Vitamin C

Katie Chambers

06 August 2015

Why do we need Vitamin C?

Vitamin C is important for the synthesis of collagen. This protein is the main component of connective tissue in mammals. Vitamin C has therefore been found to maintain health of connective tissue, providing support to joints. Additionally, it helps to speed recovery from wounds.

It is also vital for a range of metabolic reactions, which helps the body glean energy from the food that we eat. This means that the immune defences are strengthened against infections, and your cells are healthy and working well.

The immune defences are also improved with absorption of iron, something which Vitamin C has also been found to help with. The iron helps to transport oxygen around the body, keeping cells healthy and fighting fit.

Natural sources of Vitamin C

It should be possible to get all the vitamin C you need from your diet, unless you are on a ship with limited resources for several months at a time, in which case you may need to plan a bit more carefully. Very little vitamin C can be stored in the body, so it needs to be consumed each day.

Typically, adults require 40-100mg of vitamin C each day, though up to 1000mg a day is unlikely to cause any problems. Certain foods have been found to be particularly good sources of vitamin C, such as vegetables and citrus fruit.

Food source Vitamin C content (milligrams, mg)
Medium red pepper 342
Kale, 100g 120
1 kiwi 64
Broccoli, 100g 89.2
Strawberries, 100g 58.8
1 orange 69.7
Tomato, 100g 22.8
Mange Tout, 100g 60

Vitamin C deficiency

Vitamin C deficiency is no longer a common problem in the UK, with most people having an intake of above 100mg each day. However, as the body cannot store much vitamin C, if it is entirely removed from the diet, symptoms can rapidly develop.

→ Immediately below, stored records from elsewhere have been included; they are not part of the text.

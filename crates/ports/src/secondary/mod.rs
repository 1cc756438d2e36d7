pub mod classifier_port;
pub mod interface_port;
pub mod metrics_port;
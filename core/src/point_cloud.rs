//! Organized (grid-structured) point clouds.
//!
//! Points are addressed by `(col, row)` pixel coordinates and read through a
//! [`PointLayout`], so a frame can be borrowed straight out of a foreign
//! interleaved buffer (e.g. XYZ padded to 16 bytes, or XYZRGB) without copying.

use nalgebra::{Point2, Point3};

use crate::{CameraIntrinsics, DepthImage, Error, Result};

/// Number of floats in the `x, y, z` triple of one point.
pub const XYZ_CHANNELS: usize = 3;

/// Memory layout of an organized point buffer, in `f32` units.
///
/// The `x`, `y`, `z` fields of a point are contiguous and start `xyz_offset`
/// floats into the point.
#[derive(Debug, Clone, Copy, PartialEq, Eq)]
pub struct PointLayout {
    /// Floats between two horizontally adjacent points.
    pub element_stride: usize,
    /// Floats between the first points of two consecutive rows.
    pub row_stride: usize,
    /// Offset of `x` inside a point; `y` and `z` follow.
    pub xyz_offset: usize,
}

impl PointLayout {
    /// Tightly packed `x, y, z` triples.
    pub fn packed(width: usize) -> Self {
        Self::padded(XYZ_CHANNELS, width)
    }

    /// Points of `element_stride` floats with `x, y, z` first.
    pub fn padded(element_stride: usize, width: usize) -> Self {
        Self {
            element_stride,
            row_stride: element_stride * width,
            xyz_offset: 0,
        }
    }

    pub fn with_xyz_offset(mut self, xyz_offset: usize) -> Self {
        self.xyz_offset = xyz_offset;
        self
    }

    pub fn with_row_stride(mut self, row_stride: usize) -> Self {
        self.row_stride = row_stride;
        self
    }

    /// Float index of the first field of point `(col, row)`.
    #[inline]
    pub fn index(&self, col: usize, row: usize) -> usize {
        row * self.row_stride + col * self.element_stride
    }

    /// Minimum buffer length able to hold a `width x height` grid.
    pub fn required_len(&self, width: usize, height: usize) -> usize {
        if width == 0 || height == 0 {
            return 0;
        }
        self.index(width - 1, height - 1) + self.element_stride
    }

    pub fn validate(&self, width: usize, height: usize, len: usize) -> Result<()> {
        if width == 0 || height == 0 {
            return Err(Error::DimensionMismatch(format!(
                "Organized cloud dimensions must be non-zero, got {}x{}",
                width, height
            )));
        }
        if self.element_stride < self.xyz_offset + XYZ_CHANNELS {
            return Err(Error::InvalidInput(format!(
                "Element stride {} cannot hold xyz at offset {}",
                self.element_stride, self.xyz_offset
            )));
        }
        if self.row_stride < self.element_stride * width {
            return Err(Error::InvalidInput(format!(
                "Row stride {} is smaller than {} points of stride {}",
                self.row_stride, width, self.element_stride
            )));
        }
        let required = self.required_len(width, height);
        if len < required {
            return Err(Error::DimensionMismatch(format!(
                "Buffer holds {} floats, {}x{} grid needs {}",
                len, width, height, required
            )));
        }
        Ok(())
    }
}

/// Borrowed view of an organized point grid.
#[derive(Debug, Clone, Copy)]
pub struct OrganizedPointCloud<'a> {
    data: &'a [f32],
    width: usize,
    height: usize,
    layout: PointLayout,
}

impl<'a> OrganizedPointCloud<'a> {
    pub fn new(data: &'a [f32], width: usize, height: usize, layout: PointLayout) -> Result<Self> {
        layout.validate(width, height, data.len())?;
        Ok(Self {
            data,
            width,
            height,
            layout,
        })
    }

    /// View over tightly packed `x, y, z` triples.
    pub fn from_packed(data: &'a [f32], width: usize, height: usize) -> Result<Self> {
        Self::new(data, width, height, PointLayout::packed(width))
    }

    pub fn width(&self) -> usize {
        self.width
    }

    pub fn height(&self) -> usize {
        self.height
    }

    pub fn len(&self) -> usize {
        self.width * self.height
    }

    pub fn is_empty(&self) -> bool {
        self.len() == 0
    }

    pub fn layout(&self) -> PointLayout {
        self.layout
    }

    pub fn data(&self) -> &'a [f32] {
        self.data
    }

    /// The buffer starting at the `x` field of the first point, so that
    /// `xyz_data()[layout.index(col, row) + c]` is channel `c` of a point.
    pub fn xyz_data(&self) -> &'a [f32] {
        &self.data[self.layout.xyz_offset..]
    }

    #[inline]
    pub fn index(&self, col: usize, row: usize) -> usize {
        self.layout.index(col, row) + self.layout.xyz_offset
    }

    #[inline]
    pub fn point(&self, col: usize, row: usize) -> Point3<f32> {
        let i = self.index(col, row);
        Point3::new(self.data[i], self.data[i + 1], self.data[i + 2])
    }

    #[inline]
    pub fn depth(&self, col: usize, row: usize) -> f32 {
        self.data[self.index(col, row) + 2]
    }
}

/// Owned organized cloud in packed `x, y, z` layout.
#[derive(Debug, Clone, Default, PartialEq)]
pub struct OrganizedPointCloudBuf {
    data: Vec<f32>,
    width: usize,
    height: usize,
}

impl OrganizedPointCloudBuf {
    pub fn from_points(points: &[Point3<f32>], width: usize, height: usize) -> Result<Self> {
        if points.len() != width * height {
            return Err(Error::DimensionMismatch(format!(
                "Point count {} does not match grid {}x{}",
                points.len(),
                width,
                height
            )));
        }
        let data = points.iter().flat_map(|p| [p.x, p.y, p.z]).collect();
        let buf = Self {
            data,
            width,
            height,
        };
        PointLayout::packed(width).validate(width, height, buf.data.len())?;
        Ok(buf)
    }

    /// Back-project a depth image through a pinhole model.
    ///
    /// `depth_scale` converts raw depth units to metres (0.001 for millimetres).
    /// Pixels with zero or non-finite depth become NaN points.
    pub fn from_depth_image(
        depth: &DepthImage,
        intrinsics: &CameraIntrinsics,
        depth_scale: f32,
    ) -> Result<Self> {
        let (width, height) = depth.dimensions();
        if !intrinsics.is_valid() {
            return Err(Error::InvalidInput(format!(
                "Invalid camera intrinsics: {:?}",
                intrinsics
            )));
        }
        if intrinsics.width != width || intrinsics.height != height {
            return Err(Error::DimensionMismatch(format!(
                "Depth image is {}x{}, intrinsics expect {}x{}",
                width, height, intrinsics.width, intrinsics.height
            )));
        }
        if !(depth_scale.is_finite() && depth_scale > 0.0) {
            return Err(Error::InvalidInput(format!(
                "Depth scale must be positive, got {}",
                depth_scale
            )));
        }

        let (width, height) = (width as usize, height as usize);
        let mut data = Vec::with_capacity(width * height * XYZ_CHANNELS);
        for (u, v, px) in depth.enumerate_pixels() {
            let raw = px.0[0];
            if raw == 0.0 || !raw.is_finite() {
                data.extend_from_slice(&[f32::NAN; XYZ_CHANNELS]);
                continue;
            }
            let z = (raw * depth_scale) as f64;
            let p = intrinsics.unproject(Point2::new(u as f64, v as f64), z);
            data.extend_from_slice(&[p.x as f32, p.y as f32, p.z as f32]);
        }

        PointLayout::packed(width).validate(width, height, data.len())?;
        Ok(Self {
            data,
            width,
            height,
        })
    }

    pub fn width(&self) -> usize {
        self.width
    }

    pub fn height(&self) -> usize {
        self.height
    }

    pub fn as_slice(&self) -> &[f32] {
        &self.data
    }

    pub fn view(&self) -> OrganizedPointCloud<'_> {
        OrganizedPointCloud {
            data: &self.data,
            width: self.width,
            height: self.height,
            layout: PointLayout::packed(self.width),
        }
    }
}
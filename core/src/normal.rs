use nalgebra::Vector3;

/// Tolerance used by [`Normal::is_valid`] on the vector length.
pub const UNIT_LENGTH_TOLERANCE: f32 = 1e-5;

/// A surface normal with a curvature slot.
///
/// Estimators in this workspace only ever produce unit vectors or the
/// all-zero sentinel [`Normal::ZERO`]; curvature is always 0.
#[derive(Debug, Clone, Copy, PartialEq, Default)]
pub struct Normal {
    pub normal: Vector3<f32>,
    pub curvature: f32,
}

impl Normal {
    /// Sentinel for pixels where no normal could be estimated.
    pub const ZERO: Normal = Normal {
        normal: Vector3::new(0.0, 0.0, 0.0),
        curvature: 0.0,
    };

    /// Normalize `v` scaled by `sign`, falling back to [`Normal::ZERO`] for
    /// zero-length or non-finite input.
    ///
    /// `v` is divided by its largest component first, so vectors whose squared
    /// components would underflow still come out unit length.
    pub fn from_unnormalized(v: Vector3<f32>, sign: f32) -> Self {
        if !v.iter().all(|c| c.is_finite()) {
            return Self::ZERO;
        }
        let scale = v.amax();
        if scale == 0.0 {
            return Self::ZERO;
        }
        let v = v / scale;
        let length = v.norm();
        if length == 0.0 || !length.is_finite() {
            return Self::ZERO;
        }
        let n = v * (sign / length);
        if !(n.x.is_finite() && n.y.is_finite() && n.z.is_finite()) {
            return Self::ZERO;
        }
        Self {
            normal: n,
            curvature: 0.0,
        }
    }

    pub fn is_zero(&self) -> bool {
        self.normal == Vector3::zeros()
    }

    /// True for unit-length normals.
    pub fn is_valid(&self) -> bool {
        (self.normal.norm() - 1.0).abs() <= UNIT_LENGTH_TOLERANCE
    }
}

/// Row-major grid of normals matching the input cloud's dimensions.
#[derive(Debug, Clone, PartialEq)]
pub struct NormalMap {
    width: usize,
    height: usize,
    normals: Vec<Normal>,
}

impl NormalMap {
    /// A map filled with [`Normal::ZERO`].
    pub fn new(width: usize, height: usize) -> Self {
        Self {
            width,
            height,
            normals: vec![Normal::ZERO; width * height],
        }
    }

    pub fn width(&self) -> usize {
        self.width
    }

    pub fn height(&self) -> usize {
        self.height
    }

    pub fn get(&self, col: usize, row: usize) -> Normal {
        self.normals[row * self.width + col]
    }

    pub fn set(&mut self, col: usize, row: usize, normal: Normal) {
        self.normals[row * self.width + col] = normal;
    }

    pub fn as_slice(&self) -> &[Normal] {
        &self.normals
    }

    pub fn as_mut_slice(&mut self) -> &mut [Normal] {
        &mut self.normals
    }

    pub fn rows(&self) -> std::slice::ChunksExact<'_, Normal> {
        self.normals.chunks_exact(self.width.max(1))
    }

    /// Number of non-sentinel normals.
    pub fn valid_count(&self) -> usize {
        self.normals.iter().filter(|n| !n.is_zero()).count()
    }

    pub fn into_vec(self) -> Vec<Normal> {
        self.normals
    }
}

Initial symptoms are often fatigue, skin problems, decreased resistance to and recovery from bugs and infections and sore joints. After as little as a month on a vitamin C free diet, symptoms of scurvy can develop, such as brown spots on the skin, particularly legs, soft, swollen and bleeding gums and bleeding from the mucous membranes. If left untreated, scurvy may eventually end in death.

Vitamin C deficiency is easily treated, and resuming an adequate level of vitamin C in the diet will quickly resolve the symptoms.

Too much vitamin C

If taking an excess about of vitamin C, such as 1000mg daily, this may begin to irritate the digestive tract, and you may experience symptoms such as stomach pain, diarrhoea and excess wind. Some people may also experience headaches. In general, however, the body excretes what it does not use, so instances of overdosing on vitamin C are rare. Restoring an adequate level of this vitamin into the diet should quickly reverse symptoms.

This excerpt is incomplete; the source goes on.